Levantar, para mim, era um fardo, porque, logicamente, teria de me deparar com
o frenesi dos dias; pessoas sem tempo, descontando suas frustrações em mim;
chefe gritando, me chamando de “lerda” para baixo; e eu tentando manter a
calma, porque o salário-mínimo me mantinha em Fortaleza, e pagava os meus
estudos. Na cabeça, uma seta: vou me formar em pedagogia e trabalhar com
crianças, numa escola infantil. Enquanto não arranjava um emprego na área,
teria de me virar assim; um mal necessário. Mãe, dona Zumira do Chagas, era a
minha inspiração e preocupação. Ela morava a cerca de 180 quilômetros, na
cidade de Quixadá, onde me criei. Digo por que a preocupação e a inspiração:
ela, sozinha, cuidou de dez filhos, todos hoje adultos, dispostos e
trabalhadores; e hoje está doente do coração, não pode fazer esforço, nem mesmo
roçar, o que tanto gostava de fazer. Portanto, a minha sina era cumprir a meta
para, se possível, voltar para a minha terrinha e lá montar uma escola de
educação infantil. Andando e pensando nisso, e em tantas outras coisas, fui
arremessada por uma moto para o outro lado da rua, quase esquina com a Avenida
Aguanambi. Lembro-me de alguns detalhes – como o som da minha perna quebrando
com a pancada –, mas, depois que caí na calçada, não sei mais de nada. Segundo
o piloto da moto, fiquei desacordada por uns dois minutos, e tive uma
convulsão. Ele estava desesperado, ainda no hospital. Pelo menos, não foi um
desses canalhas que matam e fogem. Ele me socorreu. Chamou o Samu e, enquanto
eu estava apagada, jogava água gelada na minha cabeça, para limpar o meu rosto
e me acordar. Despertei praticamente com a zoada da ambulância. Havia uma
multidão me cercando. Só Joel, o que causou o acidente, e uma senhorinha de
nome Elvira, fizeram os primeiros socorros, que, segundo o médico, permitiram
que eu vivesse. Felizmente, não houve nada sério com a minha cabeça, fora os
cortes e as luxações.

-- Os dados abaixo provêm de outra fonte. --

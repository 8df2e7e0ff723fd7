//! Sample entries (`avc1`, `hev1`/`hvc1`, `av01`, `mp4a`) and the boxes nested inside them
//! (`avcC`, `hvcC`, `av1C`, `esds`, `pasp`, `btrt`, `colr`, `hfov`).
//!
//! Every sample entry shares an 8-byte `SampleEntry` prefix (6 reserved bytes, a 2-byte
//! `data_reference_index`), followed by a family-specific fixed block (`VisualSampleEntry` or
//! `AudioSampleEntry`), followed by the entry's child boxes.

use crate::av1::Av1CodecConfigurationRecord;
use crate::avcc::AvcDecoderConfigurationRecord;
use crate::hevc::HevcDecoderConfigurationRecord;
use crate::mp4::header::{read_full_header, BoxError, BoxHeader, BoxIter};
use std::convert::TryInto;

fn data_reference_index(entry: &[u8]) -> Result<(u16, &[u8]), BoxError> {
    if entry.len() < 8 {
        return Err(BoxError::InsufficientSize);
    }
    let idx = u16::from_be_bytes([entry[6], entry[7]]);
    Ok((idx, &entry[8..]))
}

/// The 70-byte fixed block shared by `avc1`/`hev1`/`hvc1`/`av01` (and any other visual codec).
pub struct VisualSampleEntryFixed<'buf> {
    data: &'buf [u8],
}
impl<'buf> VisualSampleEntryFixed<'buf> {
    const SIZE: usize = 70;

    fn parse(data: &'buf [u8]) -> Result<(VisualSampleEntryFixed<'buf>, &'buf [u8]), BoxError> {
        if data.len() < Self::SIZE {
            return Err(BoxError::InsufficientSize);
        }
        let (fixed, rest) = data.split_at(Self::SIZE);
        Ok((VisualSampleEntryFixed { data: fixed }, rest))
    }
    pub fn width(&self) -> u16 {
        u16::from_be_bytes([self.data[16], self.data[17]])
    }
    pub fn height(&self) -> u16 {
        u16::from_be_bytes([self.data[18], self.data[19]])
    }
    pub fn horizresolution(&self) -> f64 {
        i32::from_be_bytes(self.data[20..24].try_into().unwrap()) as f64 / 65536.0
    }
    pub fn vertresolution(&self) -> f64 {
        i32::from_be_bytes(self.data[24..28].try_into().unwrap()) as f64 / 65536.0
    }
    pub fn frame_count(&self) -> u16 {
        u16::from_be_bytes([self.data[32], self.data[33]])
    }
    /// Pascal-style string: first byte is the length, remaining 31 bytes are NUL-padded.
    pub fn compressorname(&self) -> &'buf [u8] {
        let len = self.data[34] as usize;
        &self.data[35..35 + len.min(31)]
    }
    pub fn depth(&self) -> u16 {
        u16::from_be_bytes([self.data[66], self.data[67]])
    }
}

/// The 20-byte fixed block shared by audio sample entries (`mp4a`).
pub struct AudioSampleEntryFixed<'buf> {
    data: &'buf [u8],
}
impl<'buf> AudioSampleEntryFixed<'buf> {
    const SIZE: usize = 20;

    fn parse(data: &'buf [u8]) -> Result<(AudioSampleEntryFixed<'buf>, &'buf [u8]), BoxError> {
        if data.len() < Self::SIZE {
            return Err(BoxError::InsufficientSize);
        }
        let (fixed, rest) = data.split_at(Self::SIZE);
        Ok((AudioSampleEntryFixed { data: fixed }, rest))
    }
    pub fn channelcount(&self) -> u16 {
        u16::from_be_bytes([self.data[8], self.data[9]])
    }
    pub fn samplesize(&self) -> u16 {
        u16::from_be_bytes([self.data[10], self.data[11]])
    }
    /// 16.16 fixed point; the fractional half is discarded per the format's convention.
    pub fn samplerate(&self) -> u32 {
        u32::from_be_bytes(self.data[16..20].try_into().unwrap()) >> 16
    }
}

pub struct PaspBox {
    pub h_spacing: u32,
    pub v_spacing: u32,
}
impl PaspBox {
    pub fn parse(payload: &[u8]) -> Result<PaspBox, BoxError> {
        if payload.len() < 8 {
            return Err(BoxError::InsufficientSize);
        }
        Ok(PaspBox {
            h_spacing: u32::from_be_bytes(payload[0..4].try_into().unwrap()),
            v_spacing: u32::from_be_bytes(payload[4..8].try_into().unwrap()),
        })
    }
}

pub struct BtrtBox {
    pub buffer_size_db: u32,
    pub max_bitrate: u32,
    pub avg_bitrate: u32,
}
impl BtrtBox {
    pub fn parse(payload: &[u8]) -> Result<BtrtBox, BoxError> {
        if payload.len() < 12 {
            return Err(BoxError::InsufficientSize);
        }
        Ok(BtrtBox {
            buffer_size_db: u32::from_be_bytes(payload[0..4].try_into().unwrap()),
            max_bitrate: u32::from_be_bytes(payload[4..8].try_into().unwrap()),
            avg_bitrate: u32::from_be_bytes(payload[8..12].try_into().unwrap()),
        })
    }
}

/// `colr`: colour information, either `nclx` (on-the-wire primaries/transfer/matrix) or an ICC
/// profile (`rICC`/`prof`), identified by its 4-byte `colour_type`.
pub struct ColrBox<'buf> {
    pub colour_type: [u8; 4],
    pub data: &'buf [u8],
}
impl<'buf> ColrBox<'buf> {
    pub fn parse(payload: &'buf [u8]) -> Result<ColrBox<'buf>, BoxError> {
        if payload.len() < 4 {
            return Err(BoxError::InsufficientSize);
        }
        Ok(ColrBox {
            colour_type: payload[0..4].try_into().unwrap(),
            data: &payload[4..],
        })
    }
}

/// `hfov`: horizontal field of view, a vendor extension carrying a single fixed-point degree
/// value. Recognised but not otherwise acted on.
pub struct HfovBox {
    pub fov: u32,
}
impl HfovBox {
    pub fn parse(payload: &[u8]) -> Result<HfovBox, BoxError> {
        if payload.len() < 4 {
            return Err(BoxError::InsufficientSize);
        }
        Ok(HfovBox {
            fov: u32::from_be_bytes(payload[0..4].try_into().unwrap()),
        })
    }
}

/// `vexu`: Video Extended Usage box, a container carrying stereo/spatial video metadata (e.g. an
/// `eyes` child describing the left/right eye views). Its children are vendor-specific beyond
/// what this crate needs, so the raw payload is kept rather than decoded further.
pub struct VexuBox<'buf> {
    pub data: &'buf [u8],
}
impl<'buf> VexuBox<'buf> {
    pub fn parse(payload: &'buf [u8]) -> Result<VexuBox<'buf>, BoxError> {
        Ok(VexuBox { data: payload })
    }
}

/// `avcC`: wraps [`AvcDecoderConfigurationRecord`].
pub struct AvcCBox<'buf> {
    pub record: AvcDecoderConfigurationRecord<'buf>,
}
/// `hvcC`: wraps [`HevcDecoderConfigurationRecord`].
pub struct HvcCBox<'buf> {
    pub record: HevcDecoderConfigurationRecord<'buf>,
}
/// `av1C`: wraps [`Av1CodecConfigurationRecord`].
pub struct Av1CBox<'buf> {
    pub record: Av1CodecConfigurationRecord<'buf>,
}

#[derive(Default)]
pub struct VisualChildBoxes<'buf> {
    pub avcc: Option<AvcCBox<'buf>>,
    pub hvcc: Option<HvcCBox<'buf>>,
    pub av1c: Option<Av1CBox<'buf>>,
    pub pasp: Option<PaspBox>,
    pub btrt: Option<BtrtBox>,
    pub colr: Option<ColrBox<'buf>>,
    pub hfov: Option<HfovBox>,
    pub vexu: Option<VexuBox<'buf>>,
}

impl<'buf> VisualChildBoxes<'buf> {
    fn parse(data: &'buf [u8]) -> VisualChildBoxes<'buf> {
        let mut out = VisualChildBoxes::default();
        for item in BoxIter::new(data) {
            let (header, payload) = match item {
                Ok(v) => v,
                Err(_) => break,
            };
            match &header.box_type {
                b"avcC" => {
                    if let Ok(record) = AvcDecoderConfigurationRecord::try_from(payload) {
                        out.avcc = Some(AvcCBox { record });
                    }
                }
                b"hvcC" => {
                    if let Ok(record) = HevcDecoderConfigurationRecord::try_from(payload) {
                        out.hvcc = Some(HvcCBox { record });
                    }
                }
                b"av1C" => {
                    if let Ok(record) = Av1CodecConfigurationRecord::try_from(payload) {
                        out.av1c = Some(Av1CBox { record });
                    }
                }
                b"pasp" => out.pasp = PaspBox::parse(payload).ok(),
                b"btrt" => out.btrt = BtrtBox::parse(payload).ok(),
                b"colr" => out.colr = ColrBox::parse(payload).ok(),
                b"hfov" => out.hfov = HfovBox::parse(payload).ok(),
                b"vexu" => out.vexu = VexuBox::parse(payload).ok(),
                _ => {}
            }
        }
        out
    }
}

use std::convert::TryFrom;

/// A visual sample entry: `avc1`, `hev1`, `hvc1` or `av01`.
pub struct VisualSampleEntry<'buf> {
    pub data_reference_index: u16,
    pub fixed: VisualSampleEntryFixed<'buf>,
    pub children: VisualChildBoxes<'buf>,
}
impl<'buf> VisualSampleEntry<'buf> {
    pub fn parse(entry: &'buf [u8]) -> Result<VisualSampleEntry<'buf>, BoxError> {
        let (data_reference_index, rest) = data_reference_index(entry)?;
        let (fixed, rest) = VisualSampleEntryFixed::parse(rest)?;
        let children = VisualChildBoxes::parse(rest);
        Ok(VisualSampleEntry {
            data_reference_index,
            fixed,
            children,
        })
    }
}

/// `esds`: Elementary Stream Descriptor box, carrying a tag-length-value descriptor tree.
/// Only the container-level framing is parsed; the embedded MPEG-4 audio config bytes
/// (`DecoderSpecificInfo`) are kept opaque.
pub struct EsdsBox<'buf> {
    pub es_id: u16,
    pub stream_priority: u8,
    pub object_type_indication: Option<u8>,
    pub stream_type: Option<u8>,
    pub buffer_size_db: Option<u32>,
    pub max_bitrate: Option<u32>,
    pub avg_bitrate: Option<u32>,
    pub decoder_specific_info: Option<&'buf [u8]>,
}

/// Reads an MPEG-4 `expandable class size` field: up to 4 bytes, each contributing 7 bits, with
/// the MSB of each byte a continuation flag.
fn read_descriptor_size(data: &[u8]) -> Option<(u32, &[u8])> {
    let mut size: u32 = 0;
    let mut rest = data;
    for _ in 0..4 {
        let (&b, tail) = rest.split_first()?;
        rest = tail;
        size = (size << 7) | u32::from(b & 0x7f);
        if b & 0x80 == 0 {
            return Some((size, rest));
        }
    }
    Some((size, rest))
}

impl<'buf> EsdsBox<'buf> {
    const TAG_ES_DESCRIPTOR: u8 = 0x03;
    const TAG_DECODER_CONFIG_DESCRIPTOR: u8 = 0x04;
    const TAG_DECODER_SPECIFIC_INFO: u8 = 0x05;
    const TAG_SL_CONFIG_DESCRIPTOR: u8 = 0x06;

    pub fn parse(payload: &'buf [u8]) -> Result<EsdsBox<'buf>, BoxError> {
        let (_version, _flags, body) = read_full_header(payload)?;
        let mut out = EsdsBox {
            es_id: 0,
            stream_priority: 0,
            object_type_indication: None,
            stream_type: None,
            buffer_size_db: None,
            max_bitrate: None,
            avg_bitrate: None,
            decoder_specific_info: None,
        };
        Self::read_descriptors(body, &mut out);
        Ok(out)
    }

    fn read_descriptors(mut data: &'buf [u8], out: &mut EsdsBox<'buf>) {
        while data.len() >= 2 {
            let tag = data[0];
            let (size, body) = match read_descriptor_size(&data[1..]) {
                Some(v) => v,
                None => return,
            };
            let size = size as usize;
            if body.len() < size {
                return;
            }
            let (content, rest) = body.split_at(size);
            match tag {
                Self::TAG_ES_DESCRIPTOR => {
                    if content.len() >= 3 {
                        out.es_id = u16::from_be_bytes([content[0], content[1]]);
                        out.stream_priority = content[2] & 0x1f;
                        Self::read_descriptors(&content[3..], out);
                    }
                }
                Self::TAG_DECODER_CONFIG_DESCRIPTOR => {
                    if content.len() >= 13 {
                        out.object_type_indication = Some(content[0]);
                        out.stream_type = Some((content[1] >> 2) & 0x3f);
                        out.buffer_size_db = Some(u32::from_be_bytes([
                            0, content[2], content[3], content[4],
                        ]));
                        out.max_bitrate = Some(u32::from_be_bytes(
                            content[5..9].try_into().unwrap(),
                        ));
                        out.avg_bitrate = Some(u32::from_be_bytes(
                            content[9..13].try_into().unwrap(),
                        ));
                        Self::read_descriptors(&content[13..], out);
                    }
                }
                Self::TAG_DECODER_SPECIFIC_INFO => {
                    out.decoder_specific_info = Some(content);
                }
                Self::TAG_SL_CONFIG_DESCRIPTOR => {
                    // predefined=0x02 layer: no further fields we need.
                }
                _ => {}
            }
            data = rest;
        }
    }
}

/// An audio sample entry: `mp4a`.
pub struct AudioSampleEntry<'buf> {
    pub data_reference_index: u16,
    pub fixed: AudioSampleEntryFixed<'buf>,
    pub esds: Option<EsdsBox<'buf>>,
}
impl<'buf> AudioSampleEntry<'buf> {
    pub fn parse(entry: &'buf [u8]) -> Result<AudioSampleEntry<'buf>, BoxError> {
        let (data_reference_index, rest) = data_reference_index(entry)?;
        let (fixed, rest) = AudioSampleEntryFixed::parse(rest)?;
        let mut esds = None;
        for item in BoxIter::new(rest) {
            let (header, payload): (BoxHeader, &[u8]) = match item {
                Ok(v) => v,
                Err(_) => break,
            };
            if &header.box_type == b"esds" {
                esds = EsdsBox::parse(payload).ok();
            }
        }
        Ok(AudioSampleEntry {
            data_reference_index,
            fixed,
            esds,
        })
    }
}

#[cfg(test)]
mod test {
    use super::*;

    #[test]
    fn reads_short_descriptor_size() {
        assert_eq!(read_descriptor_size(&[0x05, 0xff]), Some((5, &[0xff][..])));
    }

    #[test]
    fn reads_multi_byte_descriptor_size() {
        // 0x81 0x02 -> continuation then terminal: (1<<7)|2 == 130
        assert_eq!(
            read_descriptor_size(&[0x81, 0x02, 0xaa]),
            Some((130, &[0xaa][..]))
        );
    }

    #[test]
    fn parses_pasp() {
        let data = hex!("00 00 00 01" "00 00 00 01");
        let pasp = PaspBox::parse(&data[..]).unwrap();
        assert_eq!(pasp.h_spacing, 1);
        assert_eq!(pasp.v_spacing, 1);
    }
}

A perna, de fato, quebrou em três partes, e tive de fazer
duas cirurgias corretivas, em datas diferentes. Joel cuidou de mim no tempo que
pôde. Ele era entregador de comidas por aplicativo. Disse, e cumpriu o
prometido: que compraria os remédios e ficaria ao meu lado, nas suas horas
livres. De tanto ele ir me visitar, uma leve raiva foi se apagando. Ele me
contava que, naquele dia, estava distraído pelo volume de atividades; que não
havia dormido direito, e sempre me pedia desculpas, com tanta sinceridade, que
eu o desculpava e dizia-lhe que não repetisse mais o pedido; que estava tudo
resolvido entre a gente. Também abriu o jogo da vida, dizendo que era do
interior, de Aracoiaba – que, por sorte, eu conhecia, e era o motivo de nossas
conversas intermináveis, sobre o sertão; que morava só na cidade há cinco anos;
e que tinha o desejo de largar essa correria. Vários pontos se afinavam. Tínhamos
a mesma origem e os mesmos valores. Passei a olhá-lo com outros olhos, e aí o
achei até bonitinho – um sinônimo para feio arrumado. Logo, considerei que ele
era interessante; não era de se jogar fora. Quando saí do hospital, com um mês,
cheia de ferros na perna, já foi com Joel sendo o meu namorado. As enfermeiras
se despediam e batiam palmas; fizeram a maior festa. Lúcia, uma das que virou
minha amiga, achava aquilo muito improvável e dizia ser um milagre. Para mim,
era um tremendo exagero, mas ouvia de bom grado. Com mais um mês, me mudei de
mala e cuia para a casinha do Joel; sim, nos juntamos. Eu precisava de cuidados
e ele, de companhia. Sei que, por ironia do destino, encontrei um amor, do
nada, numa situação estranha e difícil. Estamos há três anos juntos, com a
promessa de um casamento formal, de papel passado, e um filho, que chegará em
quatro meses. Nossa história, até hoje, serve de estímulo para as almas
padecidas. Lúcia, aquela nossa amiga, ainda acredita num grande amor, mas
rejeita, veementemente, um começo trágico como o meu. “Mulher, se entrega!”. E
assim ficamos horas e horas rindo, esquecidas do tempo-presente.